» ASSIGNED TASK:
Given the material below, repeat exactly the lines from the one containing "if let Some(secs)" through the final line, and nothing else.

————

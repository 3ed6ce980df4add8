//! buildtrack — drives the session gate against a live hosted backend.
//!
//! `watch` runs the full loop with an in-process navigator so redirect
//! decisions are visible as they happen; `status` is a one-shot read of the
//! completion flags plus the decided target; `login`/`logout` are session
//! plumbing for scripting.

use std::sync::{Arc, Mutex, PoisonError};
use std::time::Duration;

use clap::{Args, Parser, Subcommand};

use backend::auth::{AuthApiError, AuthClient, spawn_refresh_task};
use backend::config::{BackendConfig, ConfigError};
use backend::status::{StatusApiError, StatusClient};
use gate::decision::{GateSnapshot, decide};
use gate::providers::{AuthProvider, Navigator, ProviderError, StatusReader};
use gate::route::{Redirect, RouteGroup};
use gate::runner::{GateDeps, spawn_gate};

#[derive(Debug, thiserror::Error)]
enum CliError {
    #[error("configuration error: {0}")]
    Config(#[from] ConfigError),
    #[error("auth request failed: {0}")]
    Auth(#[from] AuthApiError),
    #[error("status read failed: {0}")]
    Status(#[from] ProviderError),
    #[error("status client setup failed: {0}")]
    StatusApi(#[from] StatusApiError),
    #[error("io error: {0}")]
    Io(#[from] std::io::Error),
}

#[derive(Parser, Debug)]
#[command(name = "buildtrack", about = "Construction-project tracking gate CLI")]
struct Cli {
    #[command(subcommand)]
    command: Command,
}

#[derive(Subcommand, Debug)]
enum Command {
    /// Sign in and print the session.
    Login(CredentialArgs),
    /// Fetch both completion flags and print the decided target.
    Status(StatusArgs),
    /// Run the gate loop, following redirects in-process until interrupted.
    Watch(WatchArgs),
    /// Revoke an access token.
    Logout(LogoutArgs),
}

#[derive(Args, Debug)]
struct CredentialArgs {
    #[arg(long, env = "BUILDTRACK_EMAIL")]
    email: String,

    #[arg(long, env = "BUILDTRACK_PASSWORD", hide_env_values = true)]
    password: String,
}

#[derive(Args, Debug)]
struct StatusArgs {
    #[command(flatten)]
    credentials: CredentialArgs,

    /// Route group the client currently shows.
    #[arg(long, default_value = "app")]
    current: RouteGroup,
}

#[derive(Args, Debug)]
struct WatchArgs {
    #[command(flatten)]
    credentials: CredentialArgs,

    /// Sign out after this many seconds to exercise the sign-out path.
    #[arg(long)]
    signout_after: Option<u64>,
}

#[derive(Args, Debug)]
struct LogoutArgs {
    #[arg(long, env = "BUILDTRACK_ACCESS_TOKEN", hide_env_values = true)]
    access_token: String,
}

/// In-process navigator: applies redirects to its own current-group cell so
/// the gate sees them take effect, and prints each hop.
struct ShellNavigator {
    current: Mutex<RouteGroup>,
}

impl ShellNavigator {
    fn new(initial: RouteGroup) -> Self {
        Self { current: Mutex::new(initial) }
    }
}

impl Navigator for ShellNavigator {
    fn current_route_group(&self) -> RouteGroup {
        *self.current.lock().unwrap_or_else(PoisonError::into_inner)
    }

    fn redirect_to(&self, redirect: &Redirect) {
        match redirect.step {
            Some(step) => println!("-> {}:{step}", redirect.group),
            None => println!("-> {}", redirect.group),
        }
        *self.current.lock().unwrap_or_else(PoisonError::into_inner) = redirect.group;
    }
}

#[tokio::main]
async fn main() -> Result<(), CliError> {
    dotenvy::dotenv().ok();
    tracing_subscriber::fmt::init();

    let cli = Cli::parse();
    let config = BackendConfig::from_env()?;

    match cli.command {
        Command::Login(args) => run_login(config, args).await,
        Command::Status(args) => run_status(config, args).await,
        Command::Watch(args) => run_watch(config, args).await,
        Command::Logout(args) => run_logout(config, args).await,
    }
}

async fn run_login(config: BackendConfig, args: CredentialArgs) -> Result<(), CliError> {
    let auth = AuthClient::new(config)?;
    let session = auth.sign_in_with_password(&args.email, &args.password).await?;
    println!("signed in as {}", session.user_id);
    println!("access token: {}", session.access_token);
    Ok(())
}

async fn run_status(config: BackendConfig, args: StatusArgs) -> Result<(), CliError> {
    let auth = Arc::new(AuthClient::new(config.clone())?);
    let session = auth
        .sign_in_with_password(&args.credentials.email, &args.credentials.password)
        .await?;
    let status = StatusClient::new(config, Arc::clone(&auth))?;

    // Independent reads keyed by the same user id; issue both at once.
    let (profile, investment) =
        tokio::join!(status.profile_status(session.user_id), status.investment_status(session.user_id));
    let profile = profile?;
    let investment = investment?;

    let snapshot = GateSnapshot {
        initialised: true,
        session: Some(session),
        profile_complete: profile,
        investment_complete: investment,
        current: args.current,
    };
    let target = decide(&snapshot);

    let rendered = serde_json::to_string_pretty(&serde_json::json!({
        "profile_complete": profile,
        "investment_complete": investment,
        "current": args.current,
        "target": target.to_string(),
    }))
    .unwrap_or_default();
    println!("{rendered}");
    Ok(())
}

async fn run_watch(config: BackendConfig, args: WatchArgs) -> Result<(), CliError> {
    let auth = Arc::new(AuthClient::new(config.clone())?);
    let status = Arc::new(StatusClient::new(config, Arc::clone(&auth))?);
    let navigator = Arc::new(ShellNavigator::new(RouteGroup::Auth));

    let (_handle, _join) = spawn_gate(GateDeps {
        auth: Arc::clone(&auth) as Arc<dyn AuthProvider>,
        status,
        navigator,
    });

    auth.sign_in_with_password(&args.credentials.email, &args.credentials.password)
        .await?;
    let _refresh = spawn_refresh_task(Arc::clone(&auth));

    if let Some(secs) = args.signout_after {
        tokio::time::sleep(Duration::from_secs(secs)).await;
        if let Err(e) = auth.sign_out().await {
            tracing::warn!(error = %e, "sign-out failed");
        }
        // Give the gate loop a moment to print the final redirect.
        tokio::time::sleep(Duration::from_millis(300)).await;
    } else {
        tokio::signal::ctrl_c().await?;
    }
    Ok(())
}

async fn run_logout(config: BackendConfig, args: LogoutArgs) -> Result<(), CliError> {
    let auth = AuthClient::new(config)?;
    auth.revoke_token(&args.access_token).await?;
    println!("signed out");
    Ok(())
}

————

» PROBLEM SOLUTION:
    if let Some(secs) = args.signout_after {
        tokio::time::sleep(Duration::from_secs(secs)).await;
        if let Err(e) = auth.sign_out().await {
            tracing::warn!(error = %e, "sign-out failed");
        }
        // Give the gate loop a moment to print the final redirect.
        tokio::time::sleep(Duration::from_millis(300)).await;
    } else {
        tokio::signal::ctrl_c().await?;
    }
    Ok(())
}

async fn run_logout(config: BackendConfig, args: LogoutArgs) -> Result<(), CliError> {
    let auth = AuthClient::new(config)?;
    auth.revoke_token(&args.access_token).await?;
    println!("signed out");
    Ok(())
}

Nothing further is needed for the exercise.